====== Records to process ======

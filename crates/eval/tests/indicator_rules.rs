//! Indicator rule regression suite.
//!
//! Each test deserializes an indicator from the same JSON shape the seed
//! files and the admin API use, then evaluates reported baselines against
//! it. Organized by category:
//!   A. Increase indicators
//!   B. Reduction indicators and target range
//!   C. Decimal precision at the comparison boundary
//!   D. Authoring validation

use std::str::FromStr;

use pact_core::{Indicator, PactError};
use pact_eval::{coverage_gaps, evaluate, validate_indicator};
use rust_decimal::Decimal;
use serde_json::json;

// ──────────────────────────────────────────────
// Test helpers
// ──────────────────────────────────────────────

fn dec(s: &str) -> Decimal {
    Decimal::from_str(s).unwrap()
}

fn rule(comparison: &str, threshold: &str, outcome: serde_json::Value) -> serde_json::Value {
    json!({
        "condition": { "comparison": comparison, "threshold": threshold },
        "outcome": outcome,
        "description": { "primary": "rule", "secondary": "règle" }
    })
}

fn indicator(direction: &str, baseline: &str, rules: Vec<serde_json::Value>) -> Indicator {
    serde_json::from_value(json!({
        "id": "ind",
        "contract_type": "full",
        "name": { "primary": "Indicator", "secondary": "Indicateur" },
        "baseline": baseline,
        "direction": direction,
        "rules": rules
    }))
    .expect("indicator fixture must deserialize")
}

fn completion_rate() -> Indicator {
    indicator(
        "increase",
        "93.7",
        vec![
            rule("less_than", "93.7", json!({ "kind": "increase_by", "amount": "1.3" })),
            rule("equal", "93.7", json!({ "kind": "increase_to", "amount": "95" })),
            rule("greater_or_equal", "95", json!({ "kind": "maintain" })),
        ],
    )
}

fn wait_share() -> Indicator {
    indicator(
        "reduction",
        "51",
        vec![
            rule("greater_than", "51", json!({ "kind": "decrease_by", "amount": "5" })),
            rule("equal", "51", json!({ "kind": "decrease_to", "amount": "46" })),
            rule("less_or_equal", "46", json!({ "kind": "maintain" })),
        ],
    )
}

fn target(ind: &Indicator, baseline: &str) -> Decimal {
    evaluate(ind, dec(baseline)).unwrap().target
}

// ──────────────────────────────────────────────
// A. Increase indicators
// ──────────────────────────────────────────────

#[test]
fn a1_equal_selects_second_rule() {
    let e = evaluate(&completion_rate(), dec("93.7")).unwrap();
    assert_eq!(e.matched_rule, 2);
    assert_eq!(e.target, dec("95"));
}

#[test]
fn a2_below_selects_first_rule() {
    let e = evaluate(&completion_rate(), dec("93.6")).unwrap();
    assert_eq!(e.matched_rule, 1);
    assert_eq!(e.target, dec("94.9"));
}

#[test]
fn a3_at_cap_maintains() {
    assert_eq!(target(&completion_rate(), "95"), dec("95"));
}

#[test]
fn a4_above_cap_maintains() {
    assert_eq!(target(&completion_rate(), "96"), dec("96"));
}

#[test]
fn a5_low_baseline_adds_delta() {
    assert_eq!(target(&completion_rate(), "12.4"), dec("13.7"));
}

// ──────────────────────────────────────────────
// B. Reduction indicators
// ──────────────────────────────────────────────

#[test]
fn b1_equal_reduces_to_absolute() {
    assert_eq!(target(&wait_share(), "51"), dec("46"));
}

#[test]
fn b2_above_subtracts_delta() {
    assert_eq!(target(&wait_share(), "60"), dec("55"));
}

#[test]
fn b3_at_floor_maintains() {
    assert_eq!(target(&wait_share(), "40"), dec("40"));
    assert_eq!(target(&wait_share(), "46"), dec("46"));
}

#[test]
fn b4_gap_between_rules_is_an_error() {
    let err = evaluate(&wait_share(), dec("48.2")).unwrap_err();
    assert!(matches!(err, PactError::NoMatchingRule { .. }));
    assert_eq!(err.kind(), "no_matching_rule");
}

#[test]
fn b5_target_below_zero_is_refused() {
    let ind = indicator(
        "reduction",
        "4",
        vec![
            rule("greater_than", "4", json!({ "kind": "decrease_by", "amount": "5" })),
            rule("equal", "4", json!({ "kind": "decrease_to", "amount": "2" })),
            rule("less_or_equal", "2", json!({ "kind": "maintain" })),
        ],
    );
    assert!(validate_indicator(&ind).is_ok());

    let Err(PactError::Validation(violations)) = evaluate(&ind, dec("4.5")) else {
        panic!("expected a validation error for a negative target");
    };
    assert_eq!(violations.len(), 1);
    assert_eq!(violations[0].field.as_deref(), Some("target"));
    assert!(violations[0].message.contains("-0.5"));

    assert_eq!(target(&ind, "4"), dec("2"));
}

// ──────────────────────────────────────────────
// C. Precision at the comparison boundary
// ──────────────────────────────────────────────

#[test]
fn c1_trailing_zeros_are_equal() {
    assert_eq!(evaluate(&completion_rate(), dec("93.70")).unwrap().matched_rule, 2);
}

#[test]
fn c2_second_decimal_rounds_before_comparison() {
    // 93.74 compares as 93.7 and hits the equality rule.
    assert_eq!(evaluate(&completion_rate(), dec("93.74")).unwrap().matched_rule, 2);
    // 93.66 compares as 93.7 as well.
    assert_eq!(evaluate(&completion_rate(), dec("93.66")).unwrap().matched_rule, 2);
    // 93.64 compares as 93.6 and stays below.
    assert_eq!(evaluate(&completion_rate(), dec("93.64")).unwrap().matched_rule, 1);
}

#[test]
fn c3_targets_rounded_to_one_place() {
    assert_eq!(target(&completion_rate(), "93.64").to_string(), "94.9");
}

#[test]
fn c4_rounded_baseline_drives_rule_and_outcome() {
    // 93.65 rounds half-to-even to 93.6: rule 1 matches and adds 1.3 to 93.6.
    let e = evaluate(&completion_rate(), dec("93.65")).unwrap();
    assert_eq!(e.matched_rule, 1);
    assert_eq!(e.target, dec("94.9"));
    assert_eq!(e.reported_baseline, dec("93.65"));
    assert_eq!(
        e.explanation,
        "baseline 93.6 matched rule 1 (baseline < 93.7): increase by 1.3 -> target 94.9"
    );
}

#[test]
fn c5_numeric_json_baseline_accepted() {
    let ind: Indicator = serde_json::from_value(json!({
        "id": "n",
        "contract_type": "partial",
        "name": { "primary": "n", "secondary": "n" },
        "baseline": 51,
        "direction": "reduction",
        "rules": [
            rule("greater_than", "51", json!({ "kind": "decrease_by", "amount": "5" })),
            rule("equal", "51", json!({ "kind": "decrease_to", "amount": "46" })),
            rule("less_or_equal", "46", json!({ "kind": "maintain" })),
        ]
    }))
    .unwrap();
    assert_eq!(ind.baseline, dec("51"));
}

// ──────────────────────────────────────────────
// D. Authoring validation
// ──────────────────────────────────────────────

#[test]
fn d1_fixtures_are_valid() {
    assert!(validate_indicator(&completion_rate()).is_ok());
    assert!(validate_indicator(&wait_share()).is_ok());
}

#[test]
fn d2_wrong_direction_rejected() {
    let ind = indicator(
        "reduction",
        "51",
        vec![
            rule("greater_than", "51", json!({ "kind": "increase_by", "amount": "5" })),
            rule("equal", "51", json!({ "kind": "decrease_to", "amount": "46" })),
            rule("less_or_equal", "46", json!({ "kind": "maintain" })),
        ],
    );
    let Err(PactError::Validation(violations)) = validate_indicator(&ind) else {
        panic!("expected validation error");
    };
    assert_eq!(violations.len(), 1);
    assert_eq!(violations[0].field.as_deref(), Some("rules[0].outcome"));
}

#[test]
fn d3_coverage_gaps_reported() {
    let gaps = coverage_gaps(&wait_share());
    assert_eq!(gaps.len(), 1);
    assert_eq!(gaps[0].from, dec("46.1"));
    assert_eq!(gaps[0].to, dec("50.9"));
}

======

**Requirement**
Could you copy out every line in the listing where the word "boundary" appears?

**Answer box**
//!   C. Decimal precision at the comparison boundary
// C. Precision at the comparison boundary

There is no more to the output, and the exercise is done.